IRC ist seit 2000 in Äthiopien tätig und leistet lebensnotwendige Hilfe für Geflüchtete und Binnenvertriebene im Land. Seitdem hat IRC die Programmarbeit ausgeweitet und bietet ein breites Spektrum an Hilfe für die in Lagern lebenden Geflüchteten und für bedürftige äthiopische Gemeinschaften im ganzen Land. Im Jahr 2013 eröffnete IRC das größte Wassersystem für ein Flüchtlingslager in der Welt. Da Äthiopien rund 800.000 Geflüchtete und Asylsuchende beherbergt und sich von den Auswirkungen der Dürre und anderer wirtschaftlicher Schocks erholen muss, konzentriert IRC seine Bemühungen auf die betroffenen Gemeinden:
- den Bau und die Instandhaltung sicherer Wasserversorgungssysteme und sanitärer Anlagen;
- Aufklärung der Gemeinden über gute Hygienepraktiken, um die Ausbreitung von Krankheiten zu verhindern;
- Unterstützung von Regierungspartnern und Gemeindearbeitern in Kliniken für die medizinische Grundversorgung bei der Vorbeugung und Behandlung häufiger Kinderkrankheiten und bei der Familienplanung;
- Verteilung von grundlegenden Hilfsgütern wie Haushaltsküchen, Decken, Eimern und Kanistern sowie von Hilfsgütern, die speziell auf die Bedürfnisse von Frauen und Mädchen zugeschnitten sind;
- Bau von Klassenzimmern, Ausbildung von Lehrern und Gewährleistung des Zugangs zu sicheren, hochwertigen und bedarfsgerechten Bildungsangeboten;
- Einführung neuer, auf den Lebensunterhalt bezogener Fähigkeiten und Beschäftigungsmöglichkeiten für Jugendliche und gefährdete Haushalte.

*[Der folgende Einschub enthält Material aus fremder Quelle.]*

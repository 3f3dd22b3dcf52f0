//! Deterministic engine for development and tests. Scores are derived from a
//! SHA-256 digest of the task, ligand and protein ids, so reruns of the same
//! task always agree.

use async_trait::async_trait;
use sha2::{Digest, Sha256};
use tokio_util::sync::CancellationToken;
use uuid::Uuid;

use super::preparer::placeholder_pdb;
use super::{DockingEngine, EngineError, EngineOutput, EngineRequest};

#[derive(Debug, Clone, Default)]
pub struct MockEngine;

impl MockEngine {
    pub fn new() -> Self {
        Self
    }

    /// Score in `(-10.0, 0.0]`: first 24 digest bits mod 1000, over 100, negated
    pub fn score_for(task_id: Uuid, ligand_id: Uuid, protein_id: &str) -> f64 {
        let digest = Sha256::digest(format!("{task_id}:{ligand_id}:{protein_id}").as_bytes());
        let value = (u32::from(digest[0]) << 16) | (u32::from(digest[1]) << 8) | u32::from(digest[2]);
        -f64::from(value % 1000) / 100.0
    }
}

#[async_trait]
impl DockingEngine for MockEngine {
    fn name(&self) -> &'static str {
        "mock"
    }

    async fn dock(
        &self,
        request: &EngineRequest,
        cancel: CancellationToken,
    ) -> Result<EngineOutput, EngineError> {
        if cancel.is_cancelled() {
            return Err(EngineError::Cancelled);
        }

        let pose = match &request.ligand {
            Some(ligand) => tokio::fs::read_to_string(ligand)
                .await
                .map_err(|e| EngineError::MissingInput(format!("{}: {e}", ligand.display())))?,
            None => placeholder_pdb(&request.ligand_name),
        };

        let pose_path = request.output_dir.join("pose_0.pdb");
        tokio::fs::write(&pose_path, pose)
            .await
            .map_err(|e| EngineError::Io(format!("{}: {e}", pose_path.display())))?;

        Ok(EngineOutput {
            best_score: Some(Self::score_for(
                request.task_id,
                request.ligand_id,
                &request.protein_id,
            )),
            pose_files: vec![pose_path],
            metrics: serde_json::json!({ "mock": true }),
        })
    }
}

#[cfg(test)]
mod tests {
    use super::*;

    #[test]
    fn test_score_is_deterministic_and_bounded() {
        let task = Uuid::new_v4();
        let ligand = Uuid::new_v4();
        let first = MockEngine::score_for(task, ligand, "P1");
        assert_eq!(first, MockEngine::score_for(task, ligand, "P1"));
        assert!(first <= 0.0 && first > -10.0);
    }

    #[tokio::test]
    async fn test_cancelled_token_short_circuits() {
        let dir = tempfile::tempdir().unwrap();
        let request = EngineRequest {
            task_id: Uuid::new_v4(),
            ligand_id: Uuid::new_v4(),
            protein_id: "P1".to_string(),
            ligand_name: "lig".to_string(),
            receptor: dir.path().join("receptor.pdbqt"),
            ligand: None,
            docking_box: crate::models::BindingBox::origin_cube(20.0),
            exhaustiveness: 1,
            num_poses: 1,
            output_dir: dir.path().to_path_buf(),
        };
        let token = CancellationToken::new();
        token.cancel();

        let result = MockEngine::new().dock(&request, token).await;
        assert!(matches!(result, Err(EngineError::Cancelled)));
        assert!(!dir.path().join("pose_0.pdb").exists());
    }
}
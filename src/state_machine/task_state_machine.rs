use chrono::{DateTime, Utc};

use super::errors::{StateMachineError, StateMachineResult};
use super::events::TaskEvent;
use super::states::TaskState;
use crate::models::Task;

/// Error text stored on tasks cancelled by an operator
pub const CANCELLED_BY_USER: &str = "Cancelled by user";

/// Pure transition table for docking tasks.
///
/// The machine mutates the in-memory [`Task`] only; persisting the new
/// state is the caller's job and goes through the store's guarded write so a
/// concurrent cancellation can never be overwritten.
pub struct TaskStateMachine;

impl TaskStateMachine {
    /// Determine the target state based on current state and event
    pub fn determine_target_state(
        task: &Task,
        event: &TaskEvent,
    ) -> StateMachineResult<TaskState> {
        let target = match (task.status, event) {
            // A redelivery of a task that is already running is a restart of the
            // same attempt chain (at-least-once queue, crashed worker).
            (TaskState::Pending, TaskEvent::Start) => TaskState::Running,
            (TaskState::Running, TaskEvent::Start) => TaskState::Running,

            (TaskState::Running, TaskEvent::Retry(_)) => TaskState::Running,
            (TaskState::Running, TaskEvent::Succeed) => TaskState::Succeeded,
            (TaskState::Running, TaskEvent::Fail(_)) => TaskState::Failed,

            (TaskState::Pending, TaskEvent::Cancel) => TaskState::Cancelled,
            (TaskState::Running, TaskEvent::Cancel) => TaskState::Cancelled,

            (from, event) => {
                return Err(StateMachineError::InvalidTransition {
                    task_id: task.task_id,
                    from,
                    event: event.event_type(),
                })
            }
        };
        Ok(target)
    }

    /// Apply an event, stamping timestamps, attempts and error text
    pub fn apply(task: &mut Task, event: TaskEvent) -> StateMachineResult<TaskState> {
        Self::apply_at(task, event, Utc::now())
    }

    pub fn apply_at(
        task: &mut Task,
        event: TaskEvent,
        now: DateTime<Utc>,
    ) -> StateMachineResult<TaskState> {
        let target = Self::determine_target_state(task, &event)?;

        match event {
            TaskEvent::Start => {
                task.attempts += 1;
                task.started_at = Some(now);
            }
            TaskEvent::Retry(message) => {
                task.error = Some(message);
            }
            TaskEvent::Succeed => {
                task.finished_at = Some(now);
                task.error = None;
            }
            TaskEvent::Fail(message) => {
                task.finished_at = Some(now);
                task.error = Some(message);
            }
            TaskEvent::Cancel => {
                task.finished_at = Some(now);
                task.error = Some(CANCELLED_BY_USER.to_string());
            }
        }

        task.status = target;
        Ok(target)
    }
}
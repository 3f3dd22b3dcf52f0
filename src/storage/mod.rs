//! # Storage
//!
//! Record persistence for the seven docking entities plus the artifact
//! (object) store. The orchestration layer only talks to the [`Store`]
//! trait; [`MemoryStore`] backs tests and single-process deployments,
//! [`PgStore`] backs shared deployments.
//!
//! Two operations carry concurrency contracts the executor relies on:
//!
//! - [`Store::insert_conformers`] ignores indices that already exist, so
//!   racing cache fills never produce duplicate `(ligand_id, idx)` pairs.
//! - [`Store::save_task_guarded`] and [`Store::complete_task`] only write when
//!   the stored status still matches the caller's expectation, so a worker
//!   can never overwrite a task that was cancelled underneath it.

pub mod artifacts;
pub mod memory;
#[cfg(feature = "postgres")]
pub mod postgres;

use async_trait::async_trait;
use thiserror::Error;
use uuid::Uuid;

use crate::models::{Batch, Conformer, DockingResult, Ligand, Protein, Run, Task};
use crate::state_machine::{LigandStatus, RunStatus, TaskState};

pub use artifacts::{ArtifactError, ArtifactStore};
pub use memory::MemoryStore;
#[cfg(feature = "postgres")]
pub use postgres::PgStore;

#[derive(Debug, Error)]
pub enum StoreError {
    #[error("{entity} not found: {id}")]
    NotFound { entity: &'static str, id: String },

    #[error("Conflict: {0}")]
    Conflict(String),

    #[error("Database error: {0}")]
    Database(String),

    #[error("Corrupt record in {entity}: {reason}")]
    Corrupt { entity: &'static str, reason: String },
}

impl StoreError {
    pub fn not_found(entity: &'static str, id: impl ToString) -> Self {
        Self::NotFound {
            entity,
            id: id.to_string(),
        }
    }
}

#[cfg(feature = "postgres")]
impl From<sqlx::Error> for StoreError {
    fn from(error: sqlx::Error) -> Self {
        match error {
            sqlx::Error::RowNotFound => Self::NotFound {
                entity: "row",
                id: "unknown".to_string(),
            },
            other => Self::Database(other.to_string()),
        }
    }
}

pub type StoreResult<T> = Result<T, StoreError>;

/// Cached run counters written back by the status aggregator
#[derive(Debug, Clone, Copy, PartialEq, Eq)]
pub struct RunSummary {
    pub status: RunStatus,
    pub total_tasks: u32,
    pub done_tasks: u32,
    pub failed_tasks: u32,
}

#[async_trait]
pub trait Store: Send + Sync {
    // Ligands
    async fn insert_ligand(&self, ligand: &Ligand) -> StoreResult<()>;
    async fn get_ligand(&self, ligand_id: Uuid) -> StoreResult<Option<Ligand>>;
    async fn set_ligand_status(
        &self,
        ligand_id: Uuid,
        status: LigandStatus,
        error: Option<String>,
    ) -> StoreResult<()>;

    // Conformers
    /// Conformers of a ligand ordered by index
    async fn list_conformers(&self, ligand_id: Uuid) -> StoreResult<Vec<Conformer>>;
    async fn get_conformer(&self, conformer_id: Uuid) -> StoreResult<Option<Conformer>>;
    /// Insert conformers, skipping any whose `(ligand_id, idx)` already exists.
    /// Returns how many rows were actually inserted.
    async fn insert_conformers(&self, conformers: &[Conformer]) -> StoreResult<usize>;
    async fn update_conformer(&self, conformer: &Conformer) -> StoreResult<()>;

    // Proteins
    /// Insert or replace by `protein_id`
    async fn upsert_protein(&self, protein: &Protein) -> StoreResult<()>;
    async fn get_protein(&self, protein_id: &str) -> StoreResult<Option<Protein>>;
    async fn list_proteins(&self) -> StoreResult<Vec<Protein>>;
    async fn count_proteins(&self) -> StoreResult<usize>;

    // Batches
    /// Persist a batch with every run and task in one unit; nothing of the
    /// batch is visible unless all of it is
    async fn create_batch_with_runs(
        &self,
        batch: &Batch,
        runs: &[(Run, Vec<Task>)],
    ) -> StoreResult<()>;
    async fn get_batch(&self, batch_id: Uuid) -> StoreResult<Option<Batch>>;
    /// All batches, newest first
    async fn list_batches(&self) -> StoreResult<Vec<Batch>>;

    // Runs
    /// Persist a run together with its complete task set in one unit
    async fn create_run_with_tasks(&self, run: &Run, tasks: &[Task]) -> StoreResult<()>;
    async fn get_run(&self, run_id: Uuid) -> StoreResult<Option<Run>>;
    /// Runs newest first, optionally only those whose cached status matches
    async fn list_runs(&self, status: Option<RunStatus>) -> StoreResult<Vec<Run>>;
    async fn list_runs_for_batch(&self, batch_id: Uuid) -> StoreResult<Vec<Run>>;
    async fn update_run_summary(&self, run_id: Uuid, summary: RunSummary) -> StoreResult<()>;

    // Tasks
    async fn get_task(&self, task_id: Uuid) -> StoreResult<Option<Task>>;
    /// Tasks of a run in creation order
    async fn list_tasks(&self, run_id: Uuid) -> StoreResult<Vec<Task>>;
    /// Write `task` only if the stored status equals `expected`.
    /// Returns false (and writes nothing) otherwise.
    async fn save_task_guarded(&self, task: &Task, expected: TaskState) -> StoreResult<bool>;
    /// Guarded task write that also replaces the task's result, both or neither
    async fn complete_task(
        &self,
        task: &Task,
        result: Option<&DockingResult>,
        expected: TaskState,
    ) -> StoreResult<bool>;

    // Results
    async fn get_result(&self, task_id: Uuid) -> StoreResult<Option<DockingResult>>;
    async fn list_results_for_run(&self, run_id: Uuid) -> StoreResult<Vec<DockingResult>>;
}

Es ist sehr wichtig, dass humanitäre Hilfe nicht durch die Spannungen und Konflikte in Äthiopien behindert werden.
IRC stellt weiterhin Soforthilfe und langfristige Unterstützung für Geflüchtete und weitere schutzbedürftige Menschen, darunter auch unbegleitete Kinder und Menschen mit Behinderungen, in Äthiopien bereit. Gefördert wird dabei auch der Aufbau der Kapazitäten lokaler Behörden und gemeinnütziger Organisationen. Dabei arbeitet IRC mit Partnerorganisationen zusammen, um den Menschen Zugang zu guten Gesundheitsdiensten zu ermöglichen und sie mit sauberem Wasser versorgungen zu können. Besonders viel Wert wird auf Gesundheitsaufklärung gelegt, Familienplanung und reproduktive Gesundheit, sowie Bildungsmöglichkeiten, mit denen die Lese- und Rechenleistung erhöht und gleichzeitig soziale und emotionale Kompetenzen gestärkt werden können. Jugendliche werden in berufsbezogenen Fähigkeiten geschult.
Die Weltgemeinschaft muss ihr kollektives Bekenntnis zum humanitären Völkerrecht bekräftigen, indem sie sich zu konkrete Verpflichtungen zur Verbesserung des humanitären Zugangs verpflichtet.